The chestnut mare whinnied shrilly and galloped between the fae and the girl. She’d been running all over the place, so Charles didn’t pay her any more attention than the fae did. Until she did it a second time, blasting past with more attitude than speed, ears pinned and feet hitting the ground with extra force.
She did a pretty little rollback, her left rear planted in the sand as she rotated her body around, crossing her right front leg over her left in approved reining style. Then she trotted back across the fae’s path, her tail flagged over her back, her head up, and her tiny ears sharply forward. She did a rollback in the other direction.
And this time she planted herself between Mackie and the fae, pinned her ears flat, and ran past it. She snaked her long neck down, snapped her teeth at the creature, spun, and caught it with a nasty full-force kick right under its shoulder blade.
The fae let out a high-pitched cry, falling away—and the mare was back. This time she struck with her front feet. She pulled the fae underneath her and stomped it twice before hopping over it and bolting away with a triumphant squeal.

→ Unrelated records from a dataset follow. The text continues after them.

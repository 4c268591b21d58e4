// Telescope supervisor daemon: polls the configured peers and serves the
// supervisor's command endpoint until `quit` or a shutdown signal.

mod config;
mod transport;

use std::path::PathBuf;
use std::time::Duration;

use anyhow::{bail, Context};
use fsm_core::{PeerRegistry, Supervisor};
use tokio::net::TcpListener;
use tokio::sync::mpsc;
use tracing::info;
use tracing_subscriber::EnvFilter;

const VERSION: &str = env!("CARGO_PKG_VERSION");

/// Inbound commands waiting for the next tick.
const COMMAND_QUEUE: usize = 32;

#[derive(Debug, Default, PartialEq)]
struct Args {
    config: Option<PathBuf>,
    send: Option<String>,
    version: bool,
}

fn parse_args(mut it: impl Iterator<Item = String>) -> anyhow::Result<Args> {
    let mut args = Args::default();
    while let Some(arg) = it.next() {
        match arg.as_str() {
            "--version" | "-V" => args.version = true,
            "--config" | "-c" => {
                args.config = Some(it.next().context("--config needs a path")?.into());
            }
            "--send" => args.send = Some(it.next().context("--send needs a command")?),
            other => bail!("unknown argument {other:?}"),
        }
    }
    Ok(args)
}

fn main() -> anyhow::Result<()> {
    let args = parse_args(std::env::args().skip(1))?;
    if args.version {
        println!("fsm-daemon {}", VERSION);
        return Ok(());
    }
    init_tracing();

    let cfg = config::load(args.config.as_deref())?;
    let rt = tokio::runtime::Runtime::new()?;
    rt.block_on(async move {
        match args.send {
            Some(line) => send_command(&cfg, &line).await,
            None => serve(cfg).await,
        }
    })
}

fn init_tracing() {
    let filter = EnvFilter::try_from_default_env()
        .unwrap_or_else(|_| EnvFilter::new("fsm_daemon=info,fsm_core=info"));
    tracing_subscriber::fmt()
        .with_env_filter(filter)
        .with_writer(std::io::stderr)
        .init();
}

async fn serve(cfg: config::Config) -> anyhow::Result<()> {
    let bind = cfg.supervisor.bind;
    let listener = TcpListener::bind(bind)
        .await
        .with_context(|| format!("cannot bind command endpoint {}", bind))?;
    info!(%bind, version = VERSION, "command endpoint listening");

    let (commands_tx, commands_rx) = mpsc::channel(COMMAND_QUEUE);
    tokio::spawn(transport::serve_commands(listener, commands_tx));

    let mut registry = PeerRegistry::new(transport::TcpConnector, cfg.peer_timings());
    for peer in &cfg.peers {
        registry.add(&peer.name, peer.endpoint(), &peer.prefix)?;
        info!(
            peer = %peer.name,
            endpoint = %peer.endpoint(),
            prefix = %peer.prefix,
            description = peer.description().unwrap_or(""),
            "peer registered"
        );
    }

    let mut supervisor = Supervisor::new(registry, commands_rx, cfg.supervisor_config());
    tokio::select! {
        _ = supervisor.run() => {}
        r = shutdown_signal() => {
            r?;
            info!("shutdown signal received");
        }
    }
    Ok(())
}

async fn send_command(cfg: &config::Config, line: &str) -> anyhow::Result<()> {
    let endpoint = cfg.command_endpoint();
    let timeout = Duration::from_millis(cfg.supervisor.timeout_ms);
    let reply = transport::request(&endpoint, line, timeout)
        .await
        .with_context(|| format!("no reply from supervisor at {}", endpoint))?;
    println!("{}", String::from_utf8_lossy(&reply));
    Ok(())
}

/// Wait for Ctrl+C or SIGTERM (Unix).
async fn shutdown_signal() -> std::io::Result<()> {
    #[cfg(unix)]
    {
        use tokio::signal::unix::{signal, SignalKind};
        let mut sigterm = signal(SignalKind::terminate())?;
        tokio::select! {
            r = tokio::signal::ctrl_c() => r?,
            _ = sigterm.recv() => {}
        }
    }
    #[cfg(not(unix))]
    {
        tokio::signal::ctrl_c().await?;
    }
    Ok(())
}

#[cfg(test)]
mod tests {
    use super::*;

    fn args(list: &[&str]) -> anyhow::Result<Args> {
        parse_args(list.iter().map(|s| s.to_string()))
    }

    #[test]
    fn parses_flags() {
        assert_eq!(args(&[]).unwrap(), Args::default());
        let a = args(&["--config", "/tmp/fsm.toml", "--send", "status"]).unwrap();
        assert_eq!(a.config, Some(PathBuf::from("/tmp/fsm.toml")));
        assert_eq!(a.send.as_deref(), Some("status"));
        assert!(args(&["-V"]).unwrap().version);
    }

    #[test]
    fn rejects_bad_flags() {
        assert!(args(&["--config"]).is_err());
        assert!(args(&["--verbose"]).is_err());
    }
}
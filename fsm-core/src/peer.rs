//! One logical connection to a remote controllable module.
//!
//! Transport failures are recovered here: they flip `connected` off, bump the
//! error count and come back as [`PeerError::Transport`]. The caller decides
//! whether to keep trying.

use std::time::Duration;

use serde::Serialize;
use tokio::time::Instant;
use tracing::{debug, info, warn};

use crate::command::{PeerCommand, Reply};
use crate::response::{self, Response, ResponseDecodeError};
use crate::transport::{Endpoint, Transport};

/// Default round-trip timeout for interactive peers.
pub const DEFAULT_TIMEOUT: Duration = Duration::from_millis(5000);

/// Round trips slower than this are logged, never failed.
pub const DEFAULT_SLOW_REPLY: Duration = Duration::from_millis(500);

pub const RECONNECTED_REPLY: &str = "Connection re-established!";
pub const ALREADY_CONNECTED_REPLY: &str = "Connection already established";

/// Opaque status blob as reported by the peer itself.
pub type StatusMap = serde_json::Map<String, serde_json::Value>;

#[derive(Debug, Clone, Copy, PartialEq, Eq)]
pub struct PeerTimings {
    pub timeout: Duration,
    pub slow_reply: Duration,
}

impl Default for PeerTimings {
    fn default() -> Self {
        Self {
            timeout: DEFAULT_TIMEOUT,
            slow_reply: DEFAULT_SLOW_REPLY,
        }
    }
}

/// Cached liveness view of a peer, as returned by the supervisor's `status` command.
#[derive(Debug, Clone, Copy, PartialEq, Eq, Serialize)]
pub struct PeerSummary {
    pub alive: bool,
    pub connected: bool,
}

pub struct PeerConnection {
    name: String,
    endpoint: Endpoint,
    prefix: String,
    transport: Box<dyn Transport>,
    timings: PeerTimings,
    status: Option<StatusMap>,
    error_count: u32,
    connected: bool,
    alive: bool,
}

impl PeerConnection {
    /// New peer: alive, not yet connected, no status.
    pub fn new(
        name: impl Into<String>,
        endpoint: Endpoint,
        prefix: impl Into<String>,
        transport: Box<dyn Transport>,
        timings: PeerTimings,
    ) -> Self {
        Self {
            name: name.into(),
            endpoint,
            prefix: prefix.into(),
            transport,
            timings,
            status: None,
            error_count: 0,
            connected: false,
            alive: true,
        }
    }

    pub fn name(&self) -> &str {
        &self.name
    }

    pub fn endpoint(&self) -> &Endpoint {
        &self.endpoint
    }

    pub fn prefix(&self) -> &str {
        &self.prefix
    }

    /// Last successfully decoded status; `None` until the first status exchange.
    pub fn status(&self) -> Option<&StatusMap> {
        self.status.as_ref()
    }

    pub fn error_count(&self) -> u32 {
        self.error_count
    }

    pub fn is_connected(&self) -> bool {
        self.connected
    }

    pub fn is_alive(&self) -> bool {
        self.alive
    }

    pub fn summary(&self) -> PeerSummary {
        PeerSummary {
            alive: self.alive,
            connected: self.connected,
        }
    }

    /// Build a command line routed to this peer.
    pub fn command(&self, name: &str) -> PeerCommand {
        PeerCommand::new(self.prefix.as_str(), name)
    }

    /// Send one text command and wait for its reply.
    ///
    /// An empty command is the reconnection sentinel: while disconnected it
    /// performs exactly one receive on the existing socket to drain a buffered
    /// reply, and on success marks the peer connected again.
    pub async fn send(&mut self, command: &str) -> Result<Reply, PeerError> {
        if command.is_empty() {
            return self.try_reconnect().await;
        }
        let bytes = self.exchange(command).await?;
        let text = String::from_utf8(bytes).map_err(|e| {
            self.protocol_error(ResponseDecodeError::MalformedResponse(e.to_string()))
        })?;
        Ok(Reply::from_text(text))
    }

    /// Send one command whose reply is a typed binary envelope.
    pub async fn send_typed(&mut self, command: &str) -> Result<Response, PeerError> {
        if command.is_empty() {
            return Err(PeerError::EmptyCommand {
                peer: self.name.clone(),
            });
        }
        let bytes = self.exchange(command).await?;
        response::decode_response(&bytes).map_err(|e| self.protocol_error(e))
    }

    /// Ask the peer for `<prefix>.status` and cache the decoded object.
    /// On any failure the previously cached status stays in place.
    pub async fn query_status(&mut self) -> Result<&StatusMap, PeerError> {
        let cmd = self.command("status").encode();
        let text = match self.send(&cmd).await? {
            Reply::Text(t) => t,
            Reply::Bool(b) => {
                return Err(self.protocol_error(ResponseDecodeError::MalformedResponse(
                    format!("status reply was a bare {}", b),
                )))
            }
        };
        let map: StatusMap = serde_json::from_str(&text).map_err(|e| {
            self.protocol_error(ResponseDecodeError::MalformedResponse(format!(
                "status is not a JSON object: {}",
                e
            )))
        })?;
        Ok(&*self.status.insert(map))
    }

    async fn try_reconnect(&mut self) -> Result<Reply, PeerError> {
        if self.connected {
            return Ok(Reply::Text(ALREADY_CONNECTED_REPLY.to_string()));
        }
        match tokio::time::timeout(self.timings.timeout, self.transport.recv()).await {
            Ok(Ok(_drained)) => {
                self.mark_connected();
                info!(peer = %self.name, endpoint = %self.endpoint, "connection re-established");
                Ok(Reply::Text(RECONNECTED_REPLY.to_string()))
            }
            Ok(Err(e)) => Err(self.transport_failure(format!("reconnect failed: {}", e))),
            Err(_) => Err(self.transport_failure("reconnect timed out".to_string())),
        }
    }

    async fn exchange(&mut self, command: &str) -> Result<Vec<u8>, PeerError> {
        let started = Instant::now();
        let transport = &mut self.transport;
        let outcome = tokio::time::timeout(self.timings.timeout, async move {
            transport.send(command.as_bytes()).await?;
            transport.recv().await
        })
        .await;
        let bytes = match outcome {
            Ok(Ok(bytes)) => bytes,
            Ok(Err(e)) => return Err(self.transport_failure(format!("{} failed: {}", command, e))),
            Err(_) => {
                return Err(self.transport_failure(format!(
                    "{} timed out after {} ms",
                    command,
                    self.timings.timeout.as_millis()
                )))
            }
        };
        self.mark_connected();
        let elapsed = started.elapsed();
        if elapsed > self.timings.slow_reply {
            warn!(
                peer = %self.name,
                command,
                elapsed_ms = elapsed.as_millis() as u64,
                "long response time"
            );
        }
        Ok(bytes)
    }

    fn mark_connected(&mut self) {
        self.connected = true;
        self.error_count = 0;
    }

    fn transport_failure(&mut self, reason: String) -> PeerError {
        self.connected = false;
        self.error_count = self.error_count.saturating_add(1);
        debug!(peer = %self.name, error_count = self.error_count, %reason, "exchange failed");
        PeerError::Transport {
            peer: self.name.clone(),
            reason,
            error_count: self.error_count,
        }
    }

    fn protocol_error(&self, source: ResponseDecodeError) -> PeerError {
        PeerError::Protocol {
            peer: self.name.clone(),
            source,
        }
    }

    /// Operator reset: clear errors and make the peer eligible for polling again.
    pub(crate) fn revive(&mut self) {
        self.error_count = 0;
        self.alive = true;
    }

    /// Give up on a peer that kept failing. Never applies to a connected peer.
    pub(crate) fn mark_dead(&mut self) {
        if !self.connected {
            self.alive = false;
        }
    }

    /// After a power cycle the old connection is gone; the next tick reconnects
    /// on a freshly dialled socket.
    pub(crate) fn reset_after_reboot(&mut self) {
        self.transport.reset();
        self.connected = false;
        self.error_count = 0;
        self.alive = true;
    }
}

impl std::fmt::Debug for PeerConnection {
    fn fmt(&self, f: &mut std::fmt::Formatter<'_>) -> std::fmt::Result {
        f.debug_struct("PeerConnection")
            .field("name", &self.name)
            .field("endpoint", &self.endpoint)
            .field("prefix", &self.prefix)
            .field("error_count", &self.error_count)
            .field("connected", &self.connected)
            .field("alive", &self.alive)
            .finish_non_exhaustive()
    }
}

#[derive(Debug, thiserror::Error)]
pub enum PeerError {
    /// Peer unreachable: send/receive failed or timed out. Recovered, not fatal.
    #[error("{peer}: {reason} (error count {error_count})")]
    Transport {
        peer: String,
        reason: String,
        error_count: u32,
    },
    /// Peer answered, but with something that could not be decoded.
    #[error("{peer}: {source}")]
    Protocol {
        peer: String,
        #[source]
        source: ResponseDecodeError,
    },
    #[error("{peer}: empty command")]
    EmptyCommand { peer: String },
}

She came back again, snorting and side-passing until she stood between that thing and Mackie. Then she flipped her head in the classic warning that meant go away or die. She half reared and squealed—like a mare protecting her baby. Protecting Mackie.
Anna didn’t need to go to the house. She could feel Charles in the barn and she sent Bella that direction. The big mare was laboring; by Anna’s reckoning they’d run about four miles. But she ran willingly through the dark doorway that opened into the arena, and she cleared the huge arena fence by six inches.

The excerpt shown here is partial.